Amodei clarified: "Even for Department of Defense contractors, the supply chain risk classification does not (and cannot) restrict the use of Claude or business dealings with Anthropic if those are not directly related to their specific Department of Defense contracts."
Microsoft confirmed its lawyers studied the rule and the company "can continue to work with Anthropic on non-defense related projects." Amazon and Google also issued statements confirming that Anthropic products would remain available through their platforms for all non-Department of Defense uses.
However, uncertainty remains. Approximately 80% of Anthropic's revenue comes from enterprise sales, with an estimated annual revenue run rate of around $19 billion. Ten portfolio companies at J Ventures that work with the Department of Defense have already "reduced their reliance on Claude for defense-related applications and are actively seeking to replace it with another service."

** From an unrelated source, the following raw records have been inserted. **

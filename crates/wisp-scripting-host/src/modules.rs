use std::collections::HashMap;
use std::sync::{Arc, Condvar, Mutex, RwLock};
use std::thread::{self, ThreadId};

use tracing::{debug, info};
use wisp_core::{ScriptError, Value};

use crate::engine::ScriptEngine;

/// A registered module: source body plus declared dependencies, in order.
#[derive(Debug, Clone)]
struct ModuleRecord {
    source: String,
    dependencies: Vec<String>,
}

/// Resolves named modules with declared dependency lists into cached
/// export values, executing each module body through the engine exactly
/// once per loader lifetime.
///
/// Resolution is depth-first, left-to-right, and blocks the caller for the
/// whole subtree. Cycles are detected with an explicit visit stack and
/// reported as `CircularDependency` carrying the resolution path — a
/// value, not a stack overflow.
pub struct ModuleLoader {
    engine: Arc<ScriptEngine>,
    records: RwLock<HashMap<String, ModuleRecord>>,
    cache: RwLock<HashMap<String, Value>>,
    /// Modules whose body is currently executing, keyed to the executing
    /// thread. Serializes concurrent first-loads of the same module and
    /// catches cycles entered through a dynamic `require` from inside a
    /// module body (which starts a fresh visit stack).
    in_flight: Mutex<HashMap<String, ThreadId>>,
    in_flight_done: Condvar,
}

impl ModuleLoader {
    pub fn new(engine: Arc<ScriptEngine>) -> Self {
        Self {
            engine,
            records: RwLock::new(HashMap::new()),
            cache: RwLock::new(HashMap::new()),
            in_flight: Mutex::new(HashMap::new()),
            in_flight_done: Condvar::new(),
        }
    }

    /// Register a module body under `name`. Dependencies are validated at
    /// load time, not here; registering with a dangling dependency is
    /// legal until someone loads it.
    pub fn register(
        &self,
        name: impl Into<String>,
        source: impl Into<String>,
        dependencies: &[&str],
    ) {
        let name = name.into();
        debug!(target: "scripting", "Registering module: {name}");
        self.records.write().unwrap_or_else(|e| e.into_inner()).insert(
            name,
            ModuleRecord {
                source: source.into(),
                dependencies: dependencies.iter().map(|d| d.to_string()).collect(),
            },
        );
    }

    /// Load a module, executing its body (and its dependency subtree) on
    /// first request and returning the cached export afterwards.
    pub fn load(&self, name: &str) -> Result<Value, ScriptError> {
        let mut path = Vec::new();
        self.load_inner(name, &mut path)
    }

    /// Drop the cached export for `name`, so the next load re-executes the
    /// body. The registration itself stays.
    pub fn unload(&self, name: &str) -> bool {
        self.cache
            .write()
            .unwrap_or_else(|e| e.into_inner())
            .remove(name)
            .is_some()
    }

    /// Drop every cached export.
    pub fn unload_all(&self) {
        self.cache.write().unwrap_or_else(|e| e.into_inner()).clear();
    }

    pub fn is_loaded(&self, name: &str) -> bool {
        self.cache
            .read()
            .unwrap_or_else(|e| e.into_inner())
            .contains_key(name)
    }

    pub fn registered_modules(&self) -> Vec<String> {
        let mut names: Vec<String> = self
            .records
            .read()
            .unwrap_or_else(|e| e.into_inner())
            .keys()
            .cloned()
            .collect();
        names.sort();
        names
    }

    fn load_inner(&self, name: &str, path: &mut Vec<String>) -> Result<Value, ScriptError> {
        if let Some(cached) = self.cached(name) {
            return Ok(cached);
        }

        if path.iter().any(|visited| visited == name) {
            let mut cycle = path.clone();
            cycle.push(name.to_string());
            return Err(ScriptError::CircularDependency(cycle));
        }

        self.claim(name, path)?;
        path.push(name.to_string());
        let result = self.resolve_and_execute(name, path);
        path.pop();
        self.release(name, result.as_ref().ok());

        result
    }

    /// Mark `name` as in flight for this thread, waiting out any other
    /// thread already executing it. Re-entry by the same thread means a
    /// dynamic require cycled back into a body still on this thread's
    /// stack.
    fn claim(&self, name: &str, path: &[String]) -> Result<(), ScriptError> {
        let mut in_flight = self.in_flight.lock().unwrap_or_else(|e| e.into_inner());
        loop {
            match in_flight.get(name) {
                None => {
                    in_flight.insert(name.to_string(), thread::current().id());
                    return Ok(());
                }
                Some(owner) if *owner == thread::current().id() => {
                    let mut cycle = path.to_vec();
                    cycle.push(name.to_string());
                    return Err(ScriptError::CircularDependency(cycle));
                }
                Some(_) => {
                    in_flight = self
                        .in_flight_done
                        .wait(in_flight)
                        .unwrap_or_else(|e| e.into_inner());
                    // The other thread finished; if it succeeded the cache
                    // has the export now and claim() turns into a no-op
                    // for our caller's cache re-check.
                    if self
                        .cache
                        .read()
                        .unwrap_or_else(|e| e.into_inner())
                        .contains_key(name)
                    {
                        in_flight.insert(name.to_string(), thread::current().id());
                        return Ok(());
                    }
                }
            }
        }
    }

    fn release(&self, name: &str, export: Option<&Value>) {
        if let Some(export) = export {
            self.cache
                .write()
                .unwrap_or_else(|e| e.into_inner())
                .insert(name.to_string(), export.clone());
        }
        self.in_flight
            .lock()
            .unwrap_or_else(|e| e.into_inner())
            .remove(name);
        self.in_flight_done.notify_all();
    }

    fn resolve_and_execute(&self, name: &str, path: &mut Vec<String>) -> Result<Value, ScriptError> {
        // Another thread may have finished the load while we waited.
        if let Some(cached) = self.cached(name) {
            return Ok(cached);
        }

        let record = self
            .records
            .read()
            .unwrap_or_else(|e| e.into_inner())
            .get(name)
            .cloned()
            .ok_or_else(|| ScriptError::ModuleNotFound(name.to_string()))?;

        // Depth-first, left-to-right dependency resolution.
        let mut vars = HashMap::new();
        for dependency in &record.dependencies {
            let export = self.load_inner(dependency, path)?;
            vars.insert(dependency.clone(), export);
        }

        // Conventional bindings the body populates.
        vars.insert("exports".to_string(), Value::Mapping(HashMap::new()));
        let mut module = HashMap::new();
        module.insert("exports".to_string(), Value::Mapping(HashMap::new()));
        vars.insert("module".to_string(), Value::Mapping(module));

        debug!(target: "scripting", "Executing module body: {name}");
        let (_, captured) =
            self.engine
                .execute_capturing(&record.source, vars, &["exports", "module"])?;

        let export = resolve_export(&captured);
        info!(target: "scripting", "Module loaded: {name}");
        Ok(export)
    }

    fn cached(&self, name: &str) -> Option<Value> {
        self.cache
            .read()
            .unwrap_or_else(|e| e.into_inner())
            .get(name)
            .cloned()
    }
}

/// Prefer `exports`; fall back to `module.exports` when `exports` was left
/// an empty mapping.
fn resolve_export(captured: &HashMap<String, Value>) -> Value {
    let exports = captured.get("exports").cloned().unwrap_or(Value::Null);
    let exports_is_empty = match &exports {
        Value::Mapping(entries) => entries.is_empty(),
        Value::Null => true,
        _ => false,
    };
    if !exports_is_empty {
        return exports;
    }

    if let Some(Value::Mapping(module)) = captured.get("module") {
        if let Some(module_exports) = module.get("exports") {
            if !matches!(module_exports, Value::Null) {
                return module_exports.clone();
            }
        }
    }

    exports
}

Criteria | Anthropic (Claude) | OpenAI (GPT) |
|---|---|---|
Position on mass surveillance | Categorical refusal | Added after renegotiation |
Position on autonomous weapons | Categorical refusal | Not addressed in contract |
Pentagon contract | $200M - now suspended | New contract signed |
Classified network presence | First model deployed | Deployment in progress |
Employee reaction | Internal support for CEO | Open letter criticizing leadership |
Legal status | Suing the Pentagon | Contract under renegotiation |
Use in Iran operations | Still active via Palantir | Not yet operational |
The Chatham House analysis is unequivocal: "The most consequential decisions about how AI systems can and cannot be used - whether they can target or kill without human oversight or be used for mass domestic surveillance - are not being made in legislatures and international forums, but in contract negotiations."
Unlike nuclear technology, aviation, or pathogen research, all governed by binding international treaty regimes, no equivalent regulatory framework exists for AI. And the U.S.-China rivalry makes multilateral cooperation on this subject highly unlikely.

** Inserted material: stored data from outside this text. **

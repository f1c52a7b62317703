use wisp_core::{CancelFlag, EvalRequest, HostFunction, Value};

/// Everything one evaluation sees, assembled fresh per top-level execution
/// call and discarded afterwards. Never reused, never shared across
/// threads.
///
/// Bindings carry the engine's global snapshot with the caller's variables
/// already layered on top (variables shadow same-named globals for this
/// call only). Functions are the registry snapshot taken at build time.
pub struct EvalContext {
    name: String,
    bindings: Vec<(String, Value)>,
    functions: Vec<(String, HostFunction)>,
    capture: Vec<String>,
    cancel: CancelFlag,
}

impl EvalContext {
    pub(crate) fn new(
        name: impl Into<String>,
        bindings: Vec<(String, Value)>,
        functions: Vec<(String, HostFunction)>,
    ) -> Self {
        Self {
            name: name.into(),
            bindings,
            functions,
            capture: Vec::new(),
            cancel: CancelFlag::new(),
        }
    }

    pub(crate) fn with_capture(mut self, names: &[&str]) -> Self {
        self.capture = names.iter().map(|n| n.to_string()).collect();
        self
    }

    pub(crate) fn with_cancel(mut self, cancel: CancelFlag) -> Self {
        self.cancel = cancel;
        self
    }

    /// Borrow this context as an evaluator request for `code`.
    pub(crate) fn request<'a>(&'a self, code: &'a str) -> EvalRequest<'a> {
        EvalRequest {
            code,
            name: &self.name,
            bindings: &self.bindings,
            functions: &self.functions,
            capture: &self.capture,
            cancel: self.cancel.clone(),
        }
    }
}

The Anthropic affair exposes a fundamental paradox: governments demand that AI companies build ethical guardrails into their products, then exempt themselves from those very constraints in the name of national security. As the Daily Economy put it: "If ethics are indispensable to safe AI, they are most indispensable where power is greatest and secrecy deepest."
The outcome of this confrontation remains uncertain. Several scenarios are emerging:
Anthropic's lawsuit: The company has confirmed it will challenge the designation in court. Legal experts believe its arguments are strong, particularly the fact that the law was never designed to target American companies.
Military transition: The Pentagon has six months to replace Claude, but experts estimate it could take much longer. In the meantime, Claude continues to be used in Iran operations.
Impact on Anthropic's IPO: With a $19 billion revenue run rate and an IPO in preparation, this crisis poses a significant risk to the company's valuation.
Precedent for the industry: If the Pentagon can force an American supplier to abandon its terms of use, it changes the rules of the game for the entire tech industry.
For businesses that rely on AI in their daily operations - from Emelia.io's prospecting tools to the automation solutions built by Bridgers Agency - this affair is a crucial reminder: choosing your AI provider is not just about technical performance. The governance, values, and political stability of your technology partner can have direct consequences on your business.